**Exercise**
Only a slice of the listing below is wanted. Retype the lines from the one containing "let sheet_names = workbook.sheet_names().to_vec();" through the one containing "let mut values = HashMap::new();", exactly, both ends included.

**Material for the task**
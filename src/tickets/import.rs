//! Spreadsheet import for tickets.
//!
//! The first sheet's first row names the columns. Headers are matched without
//! regard to case or accents, in English or Portuguese.

use calamine::{Data, Reader, Xlsx};
use chrono::{DateTime, Duration, NaiveDate, Utc};
use std::collections::HashMap;
use std::io::Cursor;
use uuid::Uuid;

use super::types::{clean_title, ImportRowError, TicketDraft};

#[derive(Debug, Clone, Copy, PartialEq, Eq, Hash)]
pub enum Column {
    Title,
    Description,
    Status,
    Priority,
    Type,
    Stage,
    Assignee,
    DueDate,
}

impl Column {
    pub fn from_header(header: &str) -> Option<Self> {
        let key = normalize_header(header);
        let column = match key.as_str() {
            "title" | "titulo" | "subject" | "assunto" | "summary" | "resumo" => Self::Title,
            "description" | "descricao" | "details" | "detalhes" => Self::Description,
            "status" | "situacao" | "estado" => Self::Status,
            "priority" | "prioridade" => Self::Priority,
            "type" | "ticket_type" | "tipo" | "categoria" => Self::Type,
            "stage" | "etapa" | "fase" | "coluna" => Self::Stage,
            "assignee" | "assignee_email" | "responsavel" | "atribuido_a" | "email" => {
                Self::Assignee
            }
            "due_date" | "due" | "deadline" | "prazo" | "vencimento" | "data_limite" => {
                Self::DueDate
            }
            _ => return None,
        };
        Some(column)
    }
}

fn normalize_header(header: &str) -> String {
    header
        .trim()
        .to_lowercase()
        .chars()
        .map(|c| match c {
            'á' | 'à' | 'â' | 'ã' | 'ä' => 'a',
            'é' | 'è' | 'ê' | 'ë' => 'e',
            'í' | 'ì' | 'î' | 'ï' => 'i',
            'ó' | 'ò' | 'ô' | 'õ' | 'ö' => 'o',
            'ú' | 'ù' | 'û' | 'ü' => 'u',
            'ç' => 'c',
            ' ' | '-' | '.' => '_',
            other => other,
        })
        .collect()
}

/// One data row, keyed by recognised column. `row` is the 1-based sheet row.
#[derive(Debug, Clone, Default, PartialEq)]
pub struct ImportRecord {
    pub row: usize,
    pub values: HashMap<Column, String>,
}

impl ImportRecord {
    fn get(&self, column: Column) -> Option<&str> {
        self.values
            .get(&column)
            .map(|v| v.trim())
            .filter(|v| !v.is_empty())
    }

    pub fn is_blank(&self) -> bool {
        self.values.values().all(|v| v.trim().is_empty())
    }

    pub fn assignee_email(&self) -> Option<String> {
        self.get(Column::Assignee).map(|e| e.to_lowercase())
    }
}

/// Serial of 9999-12-31, the last date Excel can show.
const MAX_EXCEL_SERIAL: f64 = 2_958_465.0;

/// Converts an Excel serial day number to a date (1900 date system).
pub fn excel_serial_to_date(serial: f64) -> Option<NaiveDate> {
    if !serial.is_finite() || !(0.0..=MAX_EXCEL_SERIAL).contains(&serial) {
        return None;
    }
    let base = NaiveDate::from_ymd_opt(1899, 12, 30)?;
    base.checked_add_signed(Duration::try_days(serial.floor() as i64)?)
}

fn cell_to_string(cell: &Data) -> String {
    match cell {
        Data::Empty => String::new(),
        Data::String(s) => s.clone(),
        Data::Float(f) => f.to_string(),
        Data::Int(i) => i.to_string(),
        Data::Bool(b) => b.to_string(),
        // Out-of-range serials stay numeric so the row fails date parsing.
        Data::DateTime(dt) => excel_serial_to_date(dt.as_f64())
            .map(|d| d.format("%Y-%m-%d").to_string())
            .unwrap_or_else(|| dt.as_f64().to_string()),
        Data::DateTimeIso(s) | Data::DurationIso(s) => s.clone(),
        Data::Error(e) => format!("{e:?}"),
    }
}

/// Reads the first worksheet of an `.xlsx` file into string cells.
pub fn read_sheet(bytes: &[u8]) -> Result<Vec<Vec<String>>, String> {
    let mut workbook: Xlsx<_> = Xlsx::new(Cursor::new(bytes.to_vec()))
        .map_err(|e| format!("Not a valid .xlsx file: {e}"))?;

    let sheet_names = workbook.sheet_names().to_vec();
    let first = sheet_names
        .first()
        .ok_or_else(|| "Excel file has no sheets".to_string())?;

    let range = workbook
        .worksheet_range(first)
        .map_err(|e| format!("Failed to read sheet: {e}"))?;

    Ok(range
        .rows()
        .map(|row| row.iter().map(cell_to_string).collect())
        .collect())
}

/// Maps the header row onto columns and returns the data rows.
pub fn rows_to_records(rows: Vec<Vec<String>>) -> Result<Vec<ImportRecord>, String> {
    let mut rows = rows.into_iter();
    let headers = rows.next().ok_or_else(|| "Excel sheet is empty".to_string())?;

    let columns: Vec<Option<Column>> = headers.iter().map(|h| Column::from_header(h)).collect();
    if !columns.contains(&Some(Column::Title)) {
        return Err("Missing required column: title".into());
    }

    Ok(rows
        .enumerate()
        .map(|(index, cells)| {
            let mut values = HashMap::new();
            for (column, value) in columns.iter().zip(cells) {
                if let Some(column) = column {
                    values.entry(*column).or_insert(value);
                }
            }
            ImportRecord {
                row: index + 2,
                values,
            }
        })
        .collect())
}

/// Accepts `YYYY-MM-DD` (midnight UTC) or RFC 3339.
pub fn parse_due_date(value: &str) -> Result<DateTime<Utc>, String> {
    let value = value.trim();
    if let Ok(date) = NaiveDate::parse_from_str(value, "%Y-%m-%d") {
        if let Some(midnight) = date.and_hms_opt(0, 0, 0) {
            return Ok(midnight.and_utc());
        }
    }
    DateTime::parse_from_rfc3339(value)
        .map(|d| d.with_timezone(&Utc))
        .map_err(|_| format!("invalid due date '{value}', expected YYYY-MM-DD"))
}

fn parse_or_default<T: std::str::FromStr + Default>(value: Option<&str>) -> T {
    value.and_then(|v| v.parse().ok()).unwrap_or_default()
}

/// Builds a draft from a record; `assignees` maps lowercased emails to user ids.
pub fn record_to_draft(
    record: &ImportRecord,
    assignees: &HashMap<String, Uuid>,
) -> Result<TicketDraft, ImportRowError> {
    let fail = |message: String| ImportRowError {
        row: record.row,
        message,
    };

    let title = record
        .get(Column::Title)
        .ok_or_else(|| fail("title is required".into()))
        .and_then(|t| clean_title(t).map_err(fail))?;

    let assignee_id = match record.assignee_email() {
        Some(email) => Some(
            *assignees
                .get(&email)
                .ok_or_else(|| fail(format!("unknown assignee {email}")))?,
        ),
        None => None,
    };

    let due_date = record
        .get(Column::DueDate)
        .map(parse_due_date)
        .transpose()
        .map_err(fail)?;

    Ok(TicketDraft {
        title,
        description: record.get(Column::Description).map(String::from),
        status: parse_or_default(record.get(Column::Status)),
        priority: parse_or_default(record.get(Column::Priority)),
        ticket_type: parse_or_default(record.get(Column::Type)),
        stage: parse_or_default(record.get(Column::Stage)),
        assignee_id,
        due_date,
    })
}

**Task output**
    let sheet_names = workbook.sheet_names().to_vec();
    let first = sheet_names
        .first()
        .ok_or_else(|| "Excel file has no sheets".to_string())?;

    let range = workbook
        .worksheet_range(first)
        .map_err(|e| format!("Failed to read sheet: {e}"))?;

    Ok(range
        .rows()
        .map(|row| row.iter().map(cell_to_string).collect())
        .collect())
}

/// Maps the header row onto columns and returns the data rows.
pub fn rows_to_records(rows: Vec<Vec<String>>) -> Result<Vec<ImportRecord>, String> {
    let mut rows = rows.into_iter();
    let headers = rows.next().ok_or_else(|| "Excel sheet is empty".to_string())?;

    let columns: Vec<Option<Column>> = headers.iter().map(|h| Column::from_header(h)).collect();
    if !columns.contains(&Some(Column::Title)) {
        return Err("Missing required column: title".into());
    }

    Ok(rows
        .enumerate()
        .map(|(index, cells)| {
            let mut values = HashMap::new();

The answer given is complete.